BRAZIL: Dozens of people were arrested in Brazil and Uruguay yesterday in a massive raid targeting an international money-laundering scheme that authorities said moved $1.6 billion through offshore companies in 52 countries.
Brazilian investigators are still working to serve all 53 arrest warrants, most of which are for black-market money changers believed to be linked to high-ranking businessmen and politicians.
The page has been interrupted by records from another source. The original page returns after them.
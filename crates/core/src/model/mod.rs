mod access;
mod ids;
mod language;
mod lesson;
mod progress;
mod question;

pub use ids::QuestionId;

pub use access::{AccessLevel, AdminSecret, DEFAULT_ADMIN_SECRET};
pub use language::{FALLBACK_SPEECH_TAG, Language, LanguageCatalog, LanguageError, LanguageId};
pub use lesson::{AnswerFeedback, Lesson, LessonError, LessonProgress};
pub use progress::{
    LanguageProgress, LessonOutcome, ProgressBook, ProgressError, ProgressStats,
    XP_PER_CORRECT_ANSWER,
};
pub use question::{OPTION_COUNT, Question, QuestionBank, QuestionDraft, QuestionError};
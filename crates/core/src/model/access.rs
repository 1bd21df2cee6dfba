use std::fmt;

/// Secret used when none is configured.
pub const DEFAULT_ADMIN_SECRET: &str = "admin123";

/// Who is using the app right now.
#[derive(Debug, Clone, Copy, Default, PartialEq, Eq)]
pub enum AccessLevel {
    #[default]
    Guest,
    Admin,
}

impl AccessLevel {
    #[must_use]
    pub fn from_flag(is_admin: bool) -> Self {
        if is_admin { Self::Admin } else { Self::Guest }
    }

    #[must_use]
    pub fn is_admin(self) -> bool {
        matches!(self, Self::Admin)
    }
}

impl fmt::Display for AccessLevel {
    fn fmt(&self, f: &mut fmt::Formatter<'_>) -> fmt::Result {
        match self {
            AccessLevel::Guest => f.write_str("guest"),
            AccessLevel::Admin => f.write_str("admin"),
        }
    }
}

/// Shared password for the admin gate.
///
/// The gate runs entirely on the local machine: the secret ships with the
/// binary or its environment and the unlocked flag sits in the local store,
/// so anyone with access to either can bypass it. Only suitable where there
/// is nothing worth protecting.
#[derive(Clone, PartialEq, Eq)]
pub struct AdminSecret(String);

impl AdminSecret {
    #[must_use]
    pub fn new(secret: impl Into<String>) -> Self {
        Self(secret.into())
    }

    /// Exact, case-sensitive comparison.
    #[must_use]
    pub fn matches(&self, candidate: &str) -> bool {
        self.0 == candidate
    }
}

impl Default for AdminSecret {
    fn default() -> Self {
        Self::new(DEFAULT_ADMIN_SECRET)
    }
}

impl fmt::Debug for AdminSecret {
    fn fmt(&self, f: &mut fmt::Formatter<'_>) -> fmt::Result {
        f.write_str("AdminSecret(..)")
    }
}

#[cfg(test)]
mod tests {
    use super::*;

    #[test]
    fn secret_match_is_exact() {
        let secret = AdminSecret::default();
        assert!(secret.matches("admin123"));
        assert!(!secret.matches("Admin123"));
        assert!(!secret.matches("admin123 "));
        assert!(!secret.matches(""));
        assert_eq!(format!("{secret:?}"), "AdminSecret(..)");
    }

    #[test]
    fn access_level_from_flag() {
        assert_eq!(AccessLevel::default(), AccessLevel::Guest);
        assert!(AccessLevel::from_flag(true).is_admin());
        assert!(!AccessLevel::from_flag(false).is_admin());
    }
}
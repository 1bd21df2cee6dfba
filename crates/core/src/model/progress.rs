use std::collections::BTreeMap;

use chrono::{DateTime, Utc};
use serde::{Deserialize, Serialize};
use thiserror::Error;

use crate::model::LanguageId;

/// XP awarded for each correctly answered question.
pub const XP_PER_CORRECT_ANSWER: u64 = 10;

#[derive(Debug, Error, Clone, PartialEq, Eq)]
#[non_exhaustive]
pub enum ProgressError {
    #[error("invalid lesson data: {score} correct out of {total_questions}")]
    InvalidLessonData { score: u32, total_questions: u32 },

    #[error("{field} must be a percentage between 0 and 100, got {value}")]
    PercentageOutOfRange { field: &'static str, value: u32 },
}

/// Final result of one lesson: correct answers out of the lesson size.
#[derive(Debug, Clone, Copy, PartialEq, Eq)]
pub struct LessonOutcome {
    score: u32,
    total_questions: u32,
}

impl LessonOutcome {
    /// # Errors
    ///
    /// Returns `ProgressError::InvalidLessonData` if `total_questions` is zero
    /// or `score` exceeds it.
    pub fn new(score: u32, total_questions: u32) -> Result<Self, ProgressError> {
        if total_questions == 0 || score > total_questions {
            return Err(ProgressError::InvalidLessonData {
                score,
                total_questions,
            });
        }
        Ok(Self {
            score,
            total_questions,
        })
    }

    #[must_use]
    pub fn score(&self) -> u32 {
        self.score
    }

    #[must_use]
    pub fn total_questions(&self) -> u32 {
        self.total_questions
    }

    /// Percentage correct, halves rounded up.
    #[must_use]
    pub fn percentage(&self) -> u8 {
        let score = u64::from(self.score);
        let total = u64::from(self.total_questions);
        // floor(100 * score / total + 1/2) without floating point
        let pct = (200 * score + total) / (2 * total);
        u8::try_from(pct.min(100)).unwrap_or(100)
    }

    #[must_use]
    pub fn xp(&self) -> u64 {
        u64::from(self.score) * XP_PER_CORRECT_ANSWER
    }
}

/// Learning progress for a single language.
#[derive(Debug, Clone, PartialEq, Eq, Serialize, Deserialize)]
#[serde(rename_all = "camelCase", try_from = "LanguageProgressRecord")]
pub struct LanguageProgress {
    last_score: u8,
    total_questions: u32,
    completed_lessons: u32,
    high_score: u8,
    last_completed: Option<DateTime<Utc>>,
}

impl LanguageProgress {
    /// Rehydrate progress from persisted values.
    ///
    /// # Errors
    ///
    /// Returns `ProgressError::PercentageOutOfRange` if either score is above 100.
    pub fn from_persisted(
        last_score: u32,
        total_questions: u32,
        completed_lessons: u32,
        high_score: u32,
        last_completed: Option<DateTime<Utc>>,
    ) -> Result<Self, ProgressError> {
        Ok(Self {
            last_score: percentage_field("lastScore", last_score)?,
            total_questions,
            completed_lessons,
            high_score: percentage_field("highScore", high_score)?,
            last_completed,
        })
    }

    fn after(previous: Option<&Self>, outcome: LessonOutcome, now: DateTime<Utc>) -> Self {
        let percentage = outcome.percentage();
        let (completed_lessons, high_score) = previous.map_or((0, 0), |p| {
            (p.completed_lessons, p.high_score)
        });
        Self {
            last_score: percentage,
            total_questions: outcome.total_questions(),
            completed_lessons: completed_lessons.saturating_add(1),
            high_score: high_score.max(percentage),
            last_completed: Some(now),
        }
    }

    #[must_use]
    pub fn last_score(&self) -> u8 {
        self.last_score
    }

    #[must_use]
    pub fn total_questions(&self) -> u32 {
        self.total_questions
    }

    #[must_use]
    pub fn completed_lessons(&self) -> u32 {
        self.completed_lessons
    }

    #[must_use]
    pub fn high_score(&self) -> u8 {
        self.high_score
    }

    #[must_use]
    pub fn last_completed(&self) -> Option<DateTime<Utc>> {
        self.last_completed
    }
}

fn percentage_field(field: &'static str, value: u32) -> Result<u8, ProgressError> {
    u8::try_from(value)
        .ok()
        .filter(|pct| *pct <= 100)
        .ok_or(ProgressError::PercentageOutOfRange { field, value })
}

/// Wire shape of a progress entry; entries written before `lastCompleted`
/// existed still load.
#[derive(Deserialize)]
#[serde(rename_all = "camelCase")]
struct LanguageProgressRecord {
    last_score: u32,
    total_questions: u32,
    completed_lessons: u32,
    high_score: u32,
    #[serde(default)]
    last_completed: Option<DateTime<Utc>>,
}

impl TryFrom<LanguageProgressRecord> for LanguageProgress {
    type Error = ProgressError;

    fn try_from(record: LanguageProgressRecord) -> Result<Self, Self::Error> {
        Self::from_persisted(
            record.last_score,
            record.total_questions,
            record.completed_lessons,
            record.high_score,
            record.last_completed,
        )
    }
}

/// Progress for every language the student has touched, plus total XP.
#[derive(Debug, Clone, Default, PartialEq, Eq)]
pub struct ProgressBook {
    languages: BTreeMap<LanguageId, LanguageProgress>,
    total_xp: u64,
}

impl ProgressBook {
    #[must_use]
    pub fn new() -> Self {
        Self::default()
    }

    #[must_use]
    pub fn from_parts(languages: BTreeMap<LanguageId, LanguageProgress>, total_xp: u64) -> Self {
        Self {
            languages,
            total_xp,
        }
    }

    #[must_use]
    pub fn languages(&self) -> &BTreeMap<LanguageId, LanguageProgress> {
        &self.languages
    }

    #[must_use]
    pub fn total_xp(&self) -> u64 {
        self.total_xp
    }

    /// `None` means no lesson has been completed for this language.
    #[must_use]
    pub fn get(&self, language: &LanguageId) -> Option<&LanguageProgress> {
        self.languages.get(language)
    }

    #[must_use]
    pub fn is_empty(&self) -> bool {
        self.languages.is_empty() && self.total_xp == 0
    }

    /// Fold a finished lesson into the book and return the XP it earned.
    ///
    /// Every call counts: reporting the same playthrough twice awards it twice.
    pub fn record_completion(
        &mut self,
        language: LanguageId,
        outcome: LessonOutcome,
        now: DateTime<Utc>,
    ) -> u64 {
        let updated = LanguageProgress::after(self.languages.get(&language), outcome, now);
        self.languages.insert(language, updated);

        let xp = outcome.xp();
        self.total_xp = self.total_xp.saturating_add(xp);
        xp
    }

    pub fn reset(&mut self) {
        self.languages.clear();
        self.total_xp = 0;
    }

    #[must_use]
    pub fn stats(&self) -> ProgressStats {
        let mut stats = ProgressStats {
            total_xp: self.total_xp,
            ..ProgressStats::default()
        };

        for progress in self.languages.values().filter(|p| p.completed_lessons > 0) {
            stats.languages_started += 1;
            stats.total_lessons += u64::from(progress.completed_lessons);
            // Estimated from the high score, as the dashboard always has.
            let product = u64::from(progress.high_score)
                * u64::from(progress.total_questions)
                * u64::from(progress.completed_lessons);
            stats.total_correct_answers += (2 * product + 100) / 200;
        }

        stats
    }
}

/// Summary figures for the statistics dashboard.
#[derive(Debug, Clone, Copy, Default, PartialEq, Eq)]
pub struct ProgressStats {
    pub total_xp: u64,
    pub total_lessons: u64,
    pub total_correct_answers: u64,
    pub languages_started: usize,
}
The ring was uncovered thanks to plea-bargain testimony by two men accused of laundering money for former Rio de Janeiro governor Sérgio Cabral, who is serving Reuters said Thursday’s raid, which stemmed from Brazil’s far-reaching “Car Wash” corruption probe, is likely one of the largest against graft ever.
HEADLINES FROM THE WESTERN HEMISPHERE
NORTH AMERICA
MEXICO: Mexico’s ruling Institutional Revolutionary Party, whose presidential candidate is struggling in the polls, changed its party leader this week—just two months away from the general election. Senator René Juárez Cisneros, a former governor of the state of Guerrero, will take PRI’s leadership, replacing Enrique Ochoa. The change is seen as a move to bring back the PRI of yesteryear and as a shot to increase the popularity of presidential candidate José Antonio Meade, who is in third place in the polls.
MEXICO: Authorities from the state of Puebla raided a local police force station this week and found that 113 of its 185 agents were not real police officers. Puebla’s Secretary of Public Security said some of the fake cops paid bribes to avoid background checks and other paperwork. They will face charges equivalent to impersonating an officer.
THE CARIBBEAN
JAMAICA: A judge in Jamaica this week ordered radical Muslim cleric Sheikh Abdullah el-Faisal be handed over to U.S. authorities in compliance with an extradition warrant that accuses him of recruiting people to join the Islamic State group, also known as ISIS. El-Faisal, who was arrested last August, has two weeks to challenge the order.
CENTRAL AMERICA
HONDURAS: The Honduran National Anticorruption Council and state prosecutor’s office said this week they will fight an appellate court ruling allowing former First Lady Rosa Elena de Lobo to be tried in a civilian court instead of as a former state official in an anti-corruption court. The woman, married to former President Porfirio Lobo, was arrested in February on embezzlement charges. She’s accused of depositing $600,000 of government funds into her personal bank account just days before her husband finished his term in 2014. Prosecutors say the recent court decision would likely lessen her final charges.
THE ANDES
VENEZUELA: Authorities on Wednesday arrested 11 executives of Banesco, Venezuela’s largest private bank, on accusations of manipulating the black-market dollar exchange rate and thus devaluating the country’s currency. The president of Banesco International called the operation, which included the arrest of the local executive president, “disproportionate.” This is the latest action of a probe that has led to 134 arrests and 1,380 frozen bank accounts.
COLOMBIA: Colombia’s Public Ministry denounced yesterday the resurgence of torture and death centers known as “casas de pique,” or chopping houses, in the Pacific port city of Tumaco. The city is an important drug traffic route and has for years been the epicenter of a violent turf war that has highly affected civilians, authorities also reported the sex traffic of girls between 10 and 14 years of age.
SOUTHERN CONE
ARGENTINA: The Argentine peso lost almost 9 percent of its value yesterday, leading the Central Bank to try to stop the fall by hiking interest rates for the second time in a week. Several of the region’s currencies have devalued in the past few days, but Argentina has felt the worst hit because it’s already vulnerable on account of a large fiscal deficit and a drought that has diminished soy and maize crops, the country’s main source of international trade.
BRAZIL: The Brazilian Supreme Court ruled yesterday to restrict federal lawmakers’ privileged standing, a practice that allowed most corrupt lawmakers to avoid charges for years because of that court’s overwhelming backlog. Until now, only the high court could try the country’s 594 members of Congress—half of whom currently have some kind of charge against them. The new ruling says only the crimes allegedly committed while serving in Congress and that are directly linked to lawmakers’ official roles will be tried by the high court, while other alleged crimes will be ruled by faster moving lower courts.